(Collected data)
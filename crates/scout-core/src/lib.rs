//! Scout Core - Orchestration Kernel
//!
//! This crate provides the orchestration logic for Scout:
//! - Plan: the step/plan data model and the validator/repair pass
//! - Registry: the immutable intent-to-handler mapping
//! - Handlers: the capability handler seam and the reasoning-backed handler
//! - Planner: the question decomposition seam and the reasoning-backed planner
//! - Orchestrator: the sequential execution loop with context threading
//! - Event bus: broadcast channel for repair warnings and execution events

#![forbid(unsafe_code)]
#![warn(missing_docs)]

pub mod error;
pub mod event_bus;
pub mod handlers;
pub mod intents;
pub mod plan;
pub mod planner;
pub mod registry;

pub mod orchestrator;

pub use error::{Error, Result};
pub use event_bus::{EventBus, OrchestratorEvent};
pub use handlers::{HandlerConfig, IntentHandler, ReasoningHandler};
pub use intents::{build_default_registry, DEFAULT_INTENT};
pub use orchestrator::{
    synthesize, OrchestrationResult, OrchestrationStatus, Orchestrator, OrchestratorConfig,
    StepResult,
};
pub use plan::{validate_plan, ExecutionPlan, PlanRepair, PlanStep, RawPlanStep};
pub use planner::{PlannerConfig, QueryPlanner, ReasoningPlanner};
pub use registry::IntentRegistry;
//! Intent registry - the fixed mapping from intent name to handler
//!
//! Built once at startup and injected into the orchestrator; read-only for
//! the lifetime of the process, so it can be shared across concurrent
//! orchestration calls without locking.

use crate::handlers::IntentHandler;
use std::collections::HashMap;
use std::sync::Arc;
use tracing::debug;

/// Registry mapping intent names to capability handlers
///
/// One intent is designated the default; plan validation falls back to it
/// for unknown or missing intents, so it must be registered before the
/// registry is used.
pub struct IntentRegistry {
    handlers: HashMap<String, Arc<dyn IntentHandler>>,
    order: Vec<String>,
    default_intent: String,
}

impl IntentRegistry {
    /// Create an empty registry with the given default intent
    #[must_use]
    pub fn new(default_intent: impl Into<String>) -> Self {
        Self {
            handlers: HashMap::new(),
            order: Vec::new(),
            default_intent: default_intent.into(),
        }
    }

    /// Register a handler under its own name
    pub fn register(&mut self, handler: Arc<dyn IntentHandler>) {
        let name = handler.name().to_string();
        debug!(intent = %name, "Registering intent handler");
        if !self.handlers.contains_key(&name) {
            self.order.push(name.clone());
        }
        self.handlers.insert(name, handler);
    }

    /// Resolve an intent name to its handler
    #[must_use]
    pub fn resolve(&self, intent: &str) -> Option<Arc<dyn IntentHandler>> {
        self.handlers.get(intent).cloned()
    }

    /// Check if an intent is registered
    #[must_use]
    pub fn has(&self, intent: &str) -> bool {
        self.handlers.contains_key(intent)
    }

    /// The designated default intent
    #[must_use]
    pub fn default_intent(&self) -> &str {
        &self.default_intent
    }

    /// Registered intent names, in registration order
    #[must_use]
    pub fn intent_names(&self) -> &[String] {
        &self.order
    }

    /// Number of registered intents
    #[must_use]
    pub fn len(&self) -> usize {
        self.handlers.len()
    }

    /// Whether no intents are registered
    #[must_use]
    pub fn is_empty(&self) -> bool {
        self.handlers.is_empty()
    }

    /// Human-readable enumeration of every intent, passed verbatim to the
    /// planner so it knows what it can route to.
    #[must_use]
    pub fn capability_descriptions(&self) -> String {
        let mut lines = vec!["Available intents:".to_string()];
        for name in &self.order {
            if let Some(handler) = self.handlers.get(name) {
                lines.push(format!("- {}: {}", name, handler.description()));
            }
        }
        lines.join("\n")
    }
}

#[cfg(test)]
mod tests {
    use super::*;

    struct NamedHandler {
        name: &'static str,
        description: &'static str,
    }

    #[async_trait::async_trait]
    impl IntentHandler for NamedHandler {
        fn name(&self) -> &str {
            self.name
        }

        fn description(&self) -> &str {
            self.description
        }

        async fn answer(&self, _subquery: &str, _context: &str) -> crate::error::Result<String> {
            Ok(String::new())
        }
    }

    fn sample_registry() -> IntentRegistry {
        let mut registry = IntentRegistry::new("search");
        registry.register(Arc::new(NamedHandler {
            name: "search",
            description: "find things by keyword",
        }));
        registry.register(Arc::new(NamedHandler {
            name: "analyze",
            description: "inspect metrics",
        }));
        registry
    }

    #[test]
    fn test_register_resolve_has() {
        let registry = sample_registry();

        assert_eq!(registry.len(), 2);
        assert!(registry.has("search"));
        assert!(registry.has("analyze"));
        assert!(!registry.has("retrieve"));
        assert!(registry.resolve("search").is_some());
        assert!(registry.resolve("retrieve").is_none());
        assert_eq!(registry.default_intent(), "search");
    }

    #[test]
    fn test_intent_names_keep_registration_order() {
        let registry = sample_registry();
        assert_eq!(registry.intent_names(), &["search", "analyze"]);
    }

    #[test]
    fn test_capability_descriptions() {
        let descriptions = sample_registry().capability_descriptions();

        let search_pos = descriptions.find("- search:").unwrap();
        let analyze_pos = descriptions.find("- analyze:").unwrap();
        assert!(descriptions.starts_with("Available intents:"));
        assert!(search_pos < analyze_pos);
        assert!(descriptions.contains("find things by keyword"));
    }

    #[test]
    fn test_reregistering_keeps_single_order_entry() {
        let mut registry = sample_registry();
        registry.register(Arc::new(NamedHandler {
            name: "search",
            description: "replacement",
        }));

        assert_eq!(registry.len(), 2);
        assert_eq!(registry.intent_names(), &["search", "analyze"]);
        assert!(registry.capability_descriptions().contains("replacement"));
    }
}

### [Problem]
Write the data out again in full and exactly.

### [Answer to the exercise]
filename crates/scout-core/src/lib.rs
//! Scout Core - Orchestration Kernel
//!
//! This crate provides the orchestration logic for Scout:
//! - Plan: the step/plan data model and the validator/repair pass
//! - Registry: the immutable intent-to-handler mapping
//! - Handlers: the capability handler seam and the reasoning-backed handler
//! - Planner: the question decomposition seam and the reasoning-backed planner
//! - Orchestrator: the sequential execution loop with context threading
//! - Event bus: broadcast channel for repair warnings and execution events

#![forbid(unsafe_code)]
#![warn(missing_docs)]

pub mod error;
pub mod event_bus;
pub mod handlers;
pub mod intents;
pub mod plan;
pub mod planner;
pub mod registry;

pub mod orchestrator;

pub use error::{Error, Result};
pub use event_bus::{EventBus, OrchestratorEvent};
pub use handlers::{HandlerConfig, IntentHandler, ReasoningHandler};
pub use intents::{build_default_registry, DEFAULT_INTENT};
pub use orchestrator::{
    synthesize, OrchestrationResult, OrchestrationStatus, Orchestrator, OrchestratorConfig,
    StepResult,
};
pub use plan::{validate_plan, ExecutionPlan, PlanRepair, PlanStep, RawPlanStep};
pub use planner::{PlannerConfig, QueryPlanner, ReasoningPlanner};
pub use registry::IntentRegistry;
//! Intent registry - the fixed mapping from intent name to handler
//!
//! Built once at startup and injected into the orchestrator; read-only for
//! the lifetime of the process, so it can be shared across concurrent
//! orchestration calls without locking.

use crate::handlers::IntentHandler;
use std::collections::HashMap;
use std::sync::Arc;
use tracing::debug;

/// Registry mapping intent names to capability handlers
///
/// One intent is designated the default; plan validation falls back to it
/// for unknown or missing intents, so it must be registered before the
/// registry is used.
pub struct IntentRegistry {
    handlers: HashMap<String, Arc<dyn IntentHandler>>,
    order: Vec<String>,
    default_intent: String,
}

impl IntentRegistry {
    /// Create an empty registry with the given default intent
    #[must_use]
    pub fn new(default_intent: impl Into<String>) -> Self {
        Self {
            handlers: HashMap::new(),
            order: Vec::new(),
            default_intent: default_intent.into(),
        }
    }

    /// Register a handler under its own name
    pub fn register(&mut self, handler: Arc<dyn IntentHandler>) {
        let name = handler.name().to_string();
        debug!(intent = %name, "Registering intent handler");
        if !self.handlers.contains_key(&name) {
            self.order.push(name.clone());
        }
        self.handlers.insert(name, handler);
    }

    /// Resolve an intent name to its handler
    #[must_use]
    pub fn resolve(&self, intent: &str) -> Option<Arc<dyn IntentHandler>> {
        self.handlers.get(intent).cloned()
    }

    /// Check if an intent is registered
    #[must_use]
    pub fn has(&self, intent: &str) -> bool {
        self.handlers.contains_key(intent)
    }

    /// The designated default intent
    #[must_use]
    pub fn default_intent(&self) -> &str {
        &self.default_intent
    }

    /// Registered intent names, in registration order
    #[must_use]
    pub fn intent_names(&self) -> &[String] {
        &self.order
    }

    /// Number of registered intents
    #[must_use]
    pub fn len(&self) -> usize {
        self.handlers.len()
    }

    /// Whether no intents are registered
    #[must_use]
    pub fn is_empty(&self) -> bool {
        self.handlers.is_empty()
    }

    /// Human-readable enumeration of every intent, passed verbatim to the
    /// planner so it knows what it can route to.
    #[must_use]
    pub fn capability_descriptions(&self) -> String {
        let mut lines = vec!["Available intents:".to_string()];
        for name in &self.order {
            if let Some(handler) = self.handlers.get(name) {
                lines.push(format!("- {}: {}", name, handler.description()));
            }
        }
        lines.join("\n")
    }
}

#[cfg(test)]
mod tests {
    use super::*;

    struct NamedHandler {
        name: &'static str,
        description: &'static str,
    }

    #[async_trait::async_trait]
    impl IntentHandler for NamedHandler {
        fn name(&self) -> &str {
            self.name
        }

        fn description(&self) -> &str {
            self.description
        }

        async fn answer(&self, _subquery: &str, _context: &str) -> crate::error::Result<String> {
            Ok(String::new())
        }
    }

    fn sample_registry() -> IntentRegistry {
        let mut registry = IntentRegistry::new("search");
        registry.register(Arc::new(NamedHandler {
            name: "search",
            description: "find things by keyword",
        }));
        registry.register(Arc::new(NamedHandler {
            name: "analyze",
            description: "inspect metrics",
        }));
        registry
    }

    #[test]
    fn test_register_resolve_has() {
        let registry = sample_registry();

        assert_eq!(registry.len(), 2);
        assert!(registry.has("search"));
        assert!(registry.has("analyze"));
        assert!(!registry.has("retrieve"));
        assert!(registry.resolve("search").is_some());
        assert!(registry.resolve("retrieve").is_none());
        assert_eq!(registry.default_intent(), "search");
    }

    #[test]
    fn test_intent_names_keep_registration_order() {
        let registry = sample_registry();
        assert_eq!(registry.intent_names(), &["search", "analyze"]);
    }

    #[test]
    fn test_capability_descriptions() {
        let descriptions = sample_registry().capability_descriptions();

        let search_pos = descriptions.find("- search:").unwrap();
        let analyze_pos = descriptions.find("- analyze:").unwrap();
        assert!(descriptions.starts_with("Available intents:"));
        assert!(search_pos < analyze_pos);
        assert!(descriptions.contains("find things by keyword"));
    }

    #[test]
    fn test_reregistering_keeps_single_order_entry() {
        let mut registry = sample_registry();
        registry.register(Arc::new(NamedHandler {
            name: "search",
            description: "replacement",
        }));

        assert_eq!(registry.len(), 2);
        assert_eq!(registry.intent_names(), &["search", "analyze"]);
        assert!(registry.capability_descriptions().contains("replacement"));
    }
}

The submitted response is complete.